Myth #4: Social Security is solvent until the 2030s, so there is still plenty of time to fix it. How soon Social Security’s trust funds run out, and how soon we must act, are two entirely different things. By the time its trust funds are depleted, annual income and costs will be so far apart that there is no realistic chance of legislation closing the shortfall. The window of opportunity for correction is closing now, if it hasn’t closed already.

Myth #5: Because Social Security is self-financing, it doesn’t add to the federal budget deficit. Since 2010, as Social Security’s costs have exceeded its tax revenue, the federal government has been running larger deficits to fund the payments it owes to Social Security. The fact that the federal budget benefited from Social Security surpluses in the past doesn’t make its ongoing deficit-worsening outlays, during the years it pays Social Security back, any less real.

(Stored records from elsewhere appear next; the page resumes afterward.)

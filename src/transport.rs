// src/transport.rs - Outbound send interface used by the dispatcher
use async_trait::async_trait;
use serde::{Deserialize, Serialize};
use std::fmt;
use tracing::{debug, info};

use crate::{error::Result, notification::EventNotification, object::ObjectId};

/// Network address of a recipient that is not known by device instance
#[derive(Debug, Clone, PartialEq, Eq, Hash, Serialize, Deserialize)]
pub struct Address {
    /// Network number, 0 for the local network
    #[serde(default)]
    pub network: u16,
    /// Link-layer address bytes
    pub mac: Vec<u8>,
}

impl fmt::Display for Address {
    fn fmt(&self, f: &mut fmt::Formatter<'_>) -> fmt::Result {
        write!(f, "{}:", self.network)?;
        for byte in &self.mac {
            write!(f, "{:02x}", byte)?;
        }
        Ok(())
    }
}

/// Who a destination entry sends to
///
/// In YAML this is a single-key map; fields holding it use
/// `serde_yaml::with::singleton_map`.
#[derive(Debug, Clone, PartialEq, Eq, Hash, Serialize, Deserialize)]
#[serde(rename_all = "kebab-case")]
pub enum Recipient {
    Device(ObjectId),
    Address(Address),
}

impl fmt::Display for Recipient {
    fn fmt(&self, f: &mut fmt::Formatter<'_>) -> fmt::Result {
        match self {
            Recipient::Device(id) => write!(f, "{}", id),
            Recipient::Address(addr) => write!(f, "{}", addr),
        }
    }
}

/// Send primitives provided by the network layer
///
/// Retries and acknowledgment tracking for confirmed sends belong to the
/// implementation; callers never retry.
#[async_trait]
pub trait Transport: Send + Sync {
    async fn send_confirmed(
        &self,
        recipient: &Recipient,
        process_id: u32,
        notification: &EventNotification,
    ) -> Result<()>;

    async fn send_unconfirmed(
        &self,
        recipient: &Recipient,
        process_id: u32,
        notification: &EventNotification,
    ) -> Result<()>;
}

/// Transport that only logs what it would send
#[derive(Debug, Default, Clone)]
pub struct LoggingTransport;

impl LoggingTransport {
    pub fn new() -> Self {
        Self
    }

    fn log(&self, mode: &str, recipient: &Recipient, process_id: u32, n: &EventNotification) {
        info!(
            "{} event notification to {} (process {}): {} {} -> {} priority {}{}",
            mode,
            recipient,
            process_id,
            n.event_object,
            n.from_state,
            n.to_state,
            n.priority,
            n.message_text
                .as_deref()
                .map(|text| format!(" \"{}\"", text))
                .unwrap_or_default(),
        );
        match serde_json::to_string(n) {
            Ok(payload) => debug!("Payload: {}", payload),
            Err(e) => debug!("Payload not serializable: {}", e),
        }
    }
}

#[async_trait]
impl Transport for LoggingTransport {
    async fn send_confirmed(
        &self,
        recipient: &Recipient,
        process_id: u32,
        notification: &EventNotification,
    ) -> Result<()> {
        self.log("Confirmed", recipient, process_id, notification);
        Ok(())
    }

    async fn send_unconfirmed(
        &self,
        recipient: &Recipient,
        process_id: u32,
        notification: &EventNotification,
    ) -> Result<()> {
        self.log("Unconfirmed", recipient, process_id, notification);
        Ok(())
    }
}

#[cfg(test)]
mod tests {
    use super::*;
    use crate::object::ObjectType;

    #[test]
    fn test_recipient_display_and_yaml() {
        let addr = Recipient::Address(Address { network: 5, mac: vec![0x0a, 0x00, 0x01, 0xff] });
        assert_eq!(addr.to_string(), "5:0a0001ff");

        let yaml = "device:\n  type: device\n  instance: 1001\n";
        let recipient: Recipient =
            serde_yaml::with::singleton_map::deserialize(serde_yaml::Deserializer::from_str(yaml)).unwrap();
        assert_eq!(recipient, Recipient::Device(ObjectId::new(ObjectType::Device, 1001)));
    }
}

Myth #6: Taxing rich people more by raising the cap on taxable wages will fix the problem. There’s a statutory cap on each worker’s annual earnings subject to Social Security taxes — $128,400 this year and indexed to grow automatically in most years. Raising the taxable maximum from today’s level all the way to about $350,000 in 2022 would only eliminate about 14 percent of the structural deficit, in part because a worker’s benefits are linked to his tax contributions and thus the tax increase would generate higher benefits for the well-off. That cost increase could be prevented by changing the benefit formula on the high-income end; but without benefit changes, a tax-cap increase by itself doesn’t accomplish very much.

Myth #7: Social Security privatization is a live option. Many years ago, when Social Security was running surpluses, presidents such as Bill Clinton and George W. Bush suggested that workers be given the option of saving them in personal accounts. None of those proposals involved privatization, but instead would have allowed for individual saving within a publicly administered system. That opportunity vanished in 2010 when Social Security began running cash deficits. Since then there have been no surplus Social Security contributions to save, and every program tax dollar collected now goes out the door to pay current benefits. Despite the fact that this has long been a dead issue, occasional “privatization” fear-mongering continues.

Charles Blahous is the J. Fish and Lillian F. Smith chair and senior research strategist at the Mercatus Center, a visiting fellow with the Hoover Institution, and a contributor to E21. He recently served as a public trustee for Social Security and Medicare. This article was originally published on economics21.org.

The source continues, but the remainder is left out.